Schönauerstraße 5, 4400 Steyr / Austria

M +43 664 88923118

E  Christina.Schmidbauer@steyr-automotive.com

W  www.steyr-automotive.com

Was macht die Steyr Automotive GmbH genau?

Steyr Automotive GmbH ist Auftragsfertigerin, Entwicklungsdienstleisterin und zukünftig auch Original Equipment Manufacturer (OEM) im Nutzfahrzeugsegment. Steyr Automotive ist erfolgreiche Auftragsfertigerin für unter anderem die MAN Truck & Bus SE, Volta Trucks AB und Palfinger AG.

Steyr Automotive entwickelt und forscht als Komplettanbieterin vom Konzept bis zur Serienreife. Technologieoffenheit ist Voraussetzung, wobei nachhaltige, alternative Antriebsformen, Materialien, Bauteile und Verfahren im Zentrum der Aktivitäten stehen. Die Verbindung von Engineering- und Produktionskompetenz am selben Standort gewährleistet, dass Projektziele nicht nur erreicht, sondern auch zu geplanten Kosten und Terminen umgesetzt werden können. Zudem verfügt Steyr Automotive über ein breites Netzwerk, um auch jedes Spezialthema koordiniert aus einer Hand anbieten zu können.

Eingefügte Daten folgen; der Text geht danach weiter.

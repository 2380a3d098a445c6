//! Core types and utilities for relief-grid.
//!
//! This crate provides the foundational types used throughout the relief-grid
//! platform:
//!
//! - **Identifiers**: Strongly-typed IDs for disasters, tasks, resources,
//!   messages, and actors, plus the `RoomId` namespace key
//! - **Roles**: The participant role taxonomy (citizen, volunteer,
//!   first responder, government)
//! - **Geo**: Geohash encoding and distance helpers
//!
//! # Example
//!
//! ```
//! use relief_grid_core::{geo, DisasterId, RoomId};
//!
//! // Encode a point at coarse proximity precision
//! let point = geo::GeoPoint::new(6.9271, 79.8612).unwrap();
//! let hash = geo::encode(point, geo::COARSE_PRECISION).unwrap();
//! assert_eq!(hash.len(), 4);
//!
//! // Every disaster owns a chat room; "global" is the ungrouped room
//! let room: RoomId = "global".parse().unwrap();
//! assert_eq!(room, RoomId::Global);
//! let _scoped = RoomId::Disaster(DisasterId::generate());
//! ```

#![forbid(unsafe_code)]
#![warn(missing_docs)]
#![warn(clippy::all)]
#![warn(clippy::pedantic)]

pub mod geo;
pub mod ids;
pub mod roles;

pub use geo::{GeoError, GeoPoint, COARSE_PRECISION, STORAGE_PRECISION};
pub use ids::{ActorId, DisasterId, IdError, MessageId, ResourceId, RoomId, TaskId};
pub use roles::Role;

Parallel entwickelt Steyr Automotive eigene Fahrzeuge unter der Marke STEYR sowohl im Kleintransporter - als auch im Stadtbus-Segment.

Sie sind Senior Projektmanagerin. Was machen Sie da genau?

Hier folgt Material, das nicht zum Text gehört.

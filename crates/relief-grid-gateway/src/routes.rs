//! Router configuration.
//!
//! This module sets up the Axum router with all routes and middleware.

use std::sync::Arc;

use axum::routing::{get, post, put};
use axum::Router;
use tower_http::cors::{Any, CorsLayer};
use tower_http::limit::RequestBodyLimitLayer;
use tower_http::timeout::TimeoutLayer;
use tower_http::trace::TraceLayer;

use relief_grid_store::Store;

use crate::auth::TokenVerifier;
use crate::handlers::{contacts, disasters, health, internal, resources, rooms, tasks, ws};
use crate::state::GatewayState;

/// Create the gateway router with all routes and middleware.
///
/// # Routes
///
/// ## Public
/// - `GET /health` - Health check
///
/// ## Proximity (authenticated)
/// - `GET /v1/disasters/nearby` - Disasters near a point
/// - `GET /v1/contacts/nearby` - Contacts near a point
/// - `POST /v1/locations` - Report the caller's location
///
/// ## Rooms (authenticated)
/// - `POST /v1/rooms/{room}/messages` - Publish a message
/// - `GET /v1/rooms/{room}/messages` - Read the backlog
/// - `GET /v1/rooms/{room}/ws` - Live subscription
///
/// ## Tasks (authenticated)
/// - `POST /v1/tasks/{task_id}/advance` - Advance a task
/// - `GET /v1/disasters/{disaster_id}/tasks` - List a disaster's tasks
///
/// ## Resources (authenticated)
/// - `POST /v1/disasters/{disaster_id}/resources` - Create a resource
/// - `GET /v1/disasters/{disaster_id}/resources` - List a disaster's resources
/// - `PUT /v1/resources/{resource_id}/availability` - Set availability
/// - `DELETE /v1/resources/{resource_id}` - Delete a resource
///
/// ## Internal (network-policy protected)
/// - `POST /internal/disasters` - Ingest a disaster report
pub fn create_router<S, V>(state: GatewayState<S, V>) -> Router
where
    S: Store + 'static,
    V: TokenVerifier + 'static,
{
    // Extract config values before moving state
    let cors_origins = state.config.cors_origins.clone();
    let max_body_bytes = state.config.max_body_bytes;
    let request_timeout = state.config.request_timeout();

    // Build CORS layer
    let cors = build_cors_layer(&cors_origins);

    // Build the router
    let state = Arc::new(state);

    Router::new()
        // Health (public)
        .route("/health", get(health::health))
        // Proximity
        .route(
            "/v1/disasters/nearby",
            get(disasters::nearby_disasters::<S, V>),
        )
        .route(
            "/v1/contacts/nearby",
            get(contacts::nearby_contacts::<S, V>),
        )
        .route("/v1/locations", post(contacts::report_location::<S, V>))
        // Rooms
        .route(
            "/v1/rooms/{room}/messages",
            post(rooms::publish::<S, V>).get(rooms::history::<S, V>),
        )
        .route("/v1/rooms/{room}/ws", get(ws::websocket_handler::<S, V>))
        // Tasks
        .route(
            "/v1/tasks/{task_id}/advance",
            post(tasks::advance_task::<S, V>),
        )
        .route(
            "/v1/disasters/{disaster_id}/tasks",
            get(tasks::list_tasks::<S, V>),
        )
        // Resources
        .route(
            "/v1/disasters/{disaster_id}/resources",
            post(resources::create_resource::<S, V>).get(resources::list_resources::<S, V>),
        )
        .route(
            "/v1/resources/{resource_id}/availability",
            put(resources::set_availability::<S, V>),
        )
        .route(
            "/v1/resources/{resource_id}",
            axum::routing::delete(resources::delete_resource::<S, V>),
        )
        // Internal
        .route(
            "/internal/disasters",
            post(internal::ingest_disaster::<S, V>),
        )
        // Middleware
        .layer(TraceLayer::new_for_http())
        .layer(cors)
        .layer(RequestBodyLimitLayer::new(max_body_bytes))
        .layer(TimeoutLayer::new(request_timeout))
        .with_state(state)
}

/// Build the CORS layer from configured origins.
fn build_cors_layer(origins: &[String]) -> CorsLayer {
    if origins.iter().any(|o| o == "*") {
        CorsLayer::new()
            .allow_origin(Any)
            .allow_methods(Any)
            .allow_headers(Any)
    } else {
        // For specific origins, parse them
        let origins: Vec<_> = origins.iter().filter_map(|o| o.parse().ok()).collect();

        CorsLayer::new()
            .allow_origin(origins)
            .allow_methods(Any)
            .allow_headers(Any)
    }
}
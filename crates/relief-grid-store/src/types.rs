//! Domain records persisted in the database.
//!
//! Disaster records are created by the report-ingestion pipeline and
//! accepted or archived by government action; tasks come from the task
//! generation pipeline; resources are created by government agents. This
//! crate persists them all and answers the prefix and log queries the
//! services are built on.

use chrono::{DateTime, Utc};
use relief_grid_core::{ActorId, DisasterId, GeoPoint, MessageId, ResourceId, Role, RoomId, TaskId};
use serde::{Deserialize, Serialize};

/// The kind of emergency a disaster report describes.
#[derive(Debug, Clone, Copy, PartialEq, Eq, Hash, Serialize, Deserialize)]
#[serde(rename_all = "snake_case")]
pub enum EmergencyType {
    /// Fire.
    Fire,
    /// Flood.
    Flood,
    /// Earthquake.
    Earthquake,
    /// Storm.
    Storm,
    /// Anything else.
    Other,
}

/// Urgency assigned to a disaster report.
#[derive(Debug, Clone, Copy, PartialEq, Eq, Hash, Serialize, Deserialize)]
#[serde(rename_all = "snake_case")]
pub enum Urgency {
    /// Low urgency.
    Low,
    /// Medium urgency.
    Medium,
    /// High urgency.
    High,
}

/// Review status of a disaster record.
///
/// Reports start `Pending`; government acceptance moves them to `Active`
/// and rejection or closure moves them to `Archived`. Records are never
/// deleted.
#[derive(Debug, Clone, Copy, PartialEq, Eq, Hash, Serialize, Deserialize)]
#[serde(rename_all = "snake_case")]
pub enum DisasterStatus {
    /// Submitted, awaiting review.
    Pending,
    /// Accepted and ongoing.
    Active,
    /// Rejected or closed.
    Archived,
}

/// A disaster record.
#[derive(Debug, Clone, Serialize, Deserialize)]
pub struct DisasterRecord {
    /// Unique identifier.
    pub disaster_id: DisasterId,
    /// Full-precision geohash of the location, used by the spatial index.
    pub geohash: String,
    /// Exact reported location.
    pub location: GeoPoint,
    /// Kind of emergency.
    pub emergency_type: EmergencyType,
    /// Assigned urgency.
    pub urgency: Urgency,
    /// Review status.
    pub status: DisasterStatus,
    /// When the report was submitted.
    pub submitted_at: DateTime<Utc>,
    /// Estimated number of people affected.
    pub people_count: u32,
}

/// A participant profile with a last-known location.
#[derive(Debug, Clone, Serialize, Deserialize)]
pub struct ContactProfile {
    /// The participant's uid.
    pub uid: ActorId,
    /// The role the participant acts under.
    pub role: Role,
    /// Full-precision geohash of the last reported position.
    pub geohash: String,
    /// Last reported position.
    pub location: GeoPoint,
    /// Display name, if the participant shared one.
    #[serde(default, skip_serializing_if = "Option::is_none")]
    pub display_name: Option<String>,
    /// Contact phone number, if shared.
    #[serde(default, skip_serializing_if = "Option::is_none")]
    pub phone: Option<String>,
    /// When the position was last updated.
    pub updated_at: DateTime<Utc>,
}

/// One message in a room's append-only log.
///
/// Within a room, `sequence` is strictly increasing from 1 and defines the
/// total order; across rooms there is no ordering relationship.
#[derive(Debug, Clone, PartialEq, Eq, Serialize, Deserialize)]
pub struct Message {
    /// Content-derived identifier.
    pub message_id: MessageId,
    /// The room this message belongs to.
    pub room: RoomId,
    /// Who published it.
    pub author: ActorId,
    /// Message body; never empty.
    pub content: String,
    /// When the hub accepted it.
    pub created_at: DateTime<Utc>,
    /// Position in the room's log, starting at 1.
    pub sequence: u64,
}

/// Status of a task.
///
/// `Complete` and `Cancel` are absorbing: once a task leaves `Pending` no
/// further transition is permitted.
#[derive(Debug, Clone, Copy, PartialEq, Eq, Hash, Serialize, Deserialize)]
#[serde(rename_all = "snake_case")]
pub enum TaskStatus {
    /// Work not yet done.
    Pending,
    /// Work finished.
    Complete,
    /// Work called off.
    Cancel,
}

/// A shared work item attached to a disaster.
#[derive(Debug, Clone, Serialize, Deserialize)]
pub struct TaskRecord {
    /// Unique identifier.
    pub task_id: TaskId,
    /// The disaster this task belongs to.
    pub disaster_id: DisasterId,
    /// What needs doing.
    pub description: String,
    /// Current status.
    pub status: TaskStatus,
    /// Roles eligible to act on this task.
    pub eligible_roles: Vec<Role>,
    /// The actor behind the most recent valid transition.
    #[serde(default, skip_serializing_if = "Option::is_none")]
    pub action_done_by: Option<ActorId>,
    /// Creation timestamp.
    pub created_at: DateTime<Utc>,
    /// Last modification timestamp.
    pub updated_at: DateTime<Utc>,
}

/// A bounded-capacity resource attached to a disaster.
///
/// Invariant: `availability <= capacity` at all times.
#[derive(Debug, Clone, Serialize, Deserialize)]
pub struct ResourceRecord {
    /// Unique identifier.
    pub resource_id: ResourceId,
    /// The disaster this resource belongs to.
    pub disaster_id: DisasterId,
    /// What the resource is (e.g. "shelter beds").
    pub name: String,
    /// Total capacity.
    pub capacity: u32,
    /// Currently available units.
    pub availability: u32,
    /// Creation timestamp.
    pub created_at: DateTime<Utc>,
    /// Last modification timestamp.
    pub updated_at: DateTime<Utc>,
}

Ich bin Senior Projektmanagerin in der Entwicklung der Steyr Automotive. Dort leite ich das Projekt „eDrive“ zur Entwicklung eines batterieelektrischen Kleintransporters. Im Zuge dessen akquiriere und koordiniere ich unternehmensweit die Forschungsförderungen. Zudem sorge ich für die Etablierung von Projektmanagementstandards im Unternehmen und unterstütze andere Projektleiter:innen bei ihren Aufgaben. Darüber hinaus gestalte ich mit meinen Kolleg:innen den Produktentwicklungsprozess nach dem V-Modell. Das V-Modell ist eine Vorgehensweise, bei welcher die Entwicklungsphasen den Validierungsphasen gegenübergestellt werden. Ausgehend von den Anforderungen an ein Produkt werden zunächst auf Gesamtproduktebene die Funktionen und die Produktarchitektur abgeleitet. Parallel werden die Tests, um das Produkt abzusichern, definiert. Im Anschluss werden die Anforderungen für die nächste Phase der Entwicklung abgeleitet, z.B. die Entwicklung der Subsysteme des Produkts usw.

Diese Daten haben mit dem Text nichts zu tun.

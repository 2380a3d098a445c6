//! Error types for the storage layer.

use thiserror::Error;

/// A result type using `StoreError`.
pub type Result<T> = std::result::Result<T, StoreError>;

/// Errors that can occur during storage operations.
#[derive(Debug, Error)]
pub enum StoreError {
    /// The requested record was not found.
    #[error("record not found")]
    NotFound,

    /// A database error occurred.
    #[error("database error: {0}")]
    Database(String),

    /// Serialization or deserialization failed.
    #[error("serialization error: {0}")]
    Serialization(String),

    /// An append carried a sequence number at or below the room's head.
    #[error("stale sequence {got}: room head is {head}")]
    StaleSequence {
        /// The sequence the caller tried to append.
        got: u64,
        /// The room's current head sequence.
        head: u64,
    },
}
//! The task status state machine and its role gates.
//!
//! Tasks start `Pending`; `Complete` and `Cancel` are absorbing. The role
//! gate answers "may this role ever request this target status" and is
//! checked before the state machine, so a forbidden target is reported as
//! an authorization failure rather than a transition failure.

use relief_grid_core::Role;
use relief_grid_store::TaskStatus;

/// Returns true if no transition out of `status` is permitted.
#[must_use]
pub const fn is_terminal(status: TaskStatus) -> bool {
    matches!(status, TaskStatus::Complete | TaskStatus::Cancel)
}

/// Returns true if the state machine permits `from -> to`.
///
/// No-op transitions are not permitted; callers are expected to detect
/// redundant submissions.
#[must_use]
pub const fn is_valid_transition(from: TaskStatus, to: TaskStatus) -> bool {
    matches!(
        (from, to),
        (TaskStatus::Pending, TaskStatus::Complete) | (TaskStatus::Pending, TaskStatus::Cancel)
    )
}

/// Returns true if `role` may request `target` at all.
///
/// Government may request any status. First responders and volunteers may
/// not cancel. Plain users never act on tasks.
#[must_use]
pub const fn role_may_target(role: Role, target: TaskStatus) -> bool {
    match role {
        Role::Government => true,
        Role::FirstResponder | Role::Volunteer => !matches!(target, TaskStatus::Cancel),
        Role::User => false,
    }
}

#[cfg(test)]
mod tests {
    use super::*;

    #[test]
    fn only_pending_has_outgoing_transitions() {
        assert!(is_valid_transition(TaskStatus::Pending, TaskStatus::Complete));
        assert!(is_valid_transition(TaskStatus::Pending, TaskStatus::Cancel));

        for from in [TaskStatus::Complete, TaskStatus::Cancel] {
            assert!(is_terminal(from));
            for to in [TaskStatus::Pending, TaskStatus::Complete, TaskStatus::Cancel] {
                assert!(!is_valid_transition(from, to));
            }
        }
    }

    #[test]
    fn no_op_is_invalid() {
        assert!(!is_valid_transition(TaskStatus::Pending, TaskStatus::Pending));
    }

    #[test]
    fn cancel_is_government_only() {
        assert!(role_may_target(Role::Government, TaskStatus::Cancel));
        assert!(!role_may_target(Role::FirstResponder, TaskStatus::Cancel));
        assert!(!role_may_target(Role::Volunteer, TaskStatus::Cancel));
        assert!(role_may_target(Role::Volunteer, TaskStatus::Complete));
        assert!(!role_may_target(Role::User, TaskStatus::Complete));
    }
}
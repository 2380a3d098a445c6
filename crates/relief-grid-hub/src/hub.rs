//! The message hub: sequence assignment, durable append, and fan-out.
//!
//! Publishing is serialized per room so that sequence numbers are assigned
//! atomically even under concurrent publishers, and so that fan-out order
//! matches sequence order. Rooms are independent: a slow append or a busy
//! room never delays another room.
//!
//! The hard invariant is **durability precedes delivery**: a message is
//! fanned out only after the durable store has confirmed the append. A
//! failed or timed-out append surfaces as [`HubError::Persistence`] and
//! nothing is delivered.

use std::collections::HashMap;
use std::sync::Arc;
use std::time::Duration;

use chrono::Utc;
use parking_lot::Mutex;
use relief_grid_core::{ActorId, MessageId, RoomId};
use relief_grid_store::{Message, Store};
use tokio::sync::mpsc::UnboundedReceiver;
use tokio::sync::Mutex as AsyncMutex;

use crate::error::{HubError, Result};
use crate::registry::{RoomRegistry, Subscription};

/// Configuration for the message hub.
#[derive(Debug, Clone)]
pub struct HubConfig {
    /// How long a durable append may take before publish fails with
    /// [`HubError::Persistence`] instead of hanging.
    pub persist_timeout: Duration,
}

impl Default for HubConfig {
    fn default() -> Self {
        Self {
            persist_timeout: Duration::from_secs(5),
        }
    }
}

/// Per-room publish state: the serialization point for sequence assignment.
///
/// `None` until the head is lazily loaded from the durable log, so sequence
/// numbers continue where a previous process left off.
#[derive(Debug, Default)]
struct RoomHead {
    last_sequence: Option<u64>,
}

/// The message hub service.
pub struct MessageHub<S: Store> {
    store: Arc<S>,
    registry: Arc<RoomRegistry>,
    rooms: Mutex<HashMap<RoomId, Arc<AsyncMutex<RoomHead>>>>,
    config: HubConfig,
}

Was fasziniert Sie an Ihrem Job?

Meine Erfahrungen als Projektleiterin in der Forschung kann ich bei der Steyr Automotive bei Fahrzeugprojekten anwenden und erweitern. Obwohl die Projektmanagementmethoden die gleichen sind, sind die Herausforderungen durch die spezifischen Marktanforderungen andere. Im Speziellen leite ich im Fahrzeugprogramm für einen batterie-elektrischen Kleintransporter das Projekt „eDrive“. Dabei sind der elektrische Antrieb, die Batterie, das Batteriemanagementsystem und die Hochvolt-Leitungen und -Systeme zu berücksichtigen. Fahrzeugprojekte sind besonders spannend, da die technische Komplexität hoch ist und gleichzeitig ein hoher Wettbewerb zu einem Kosten- und Zeitdruck im Projekt führt.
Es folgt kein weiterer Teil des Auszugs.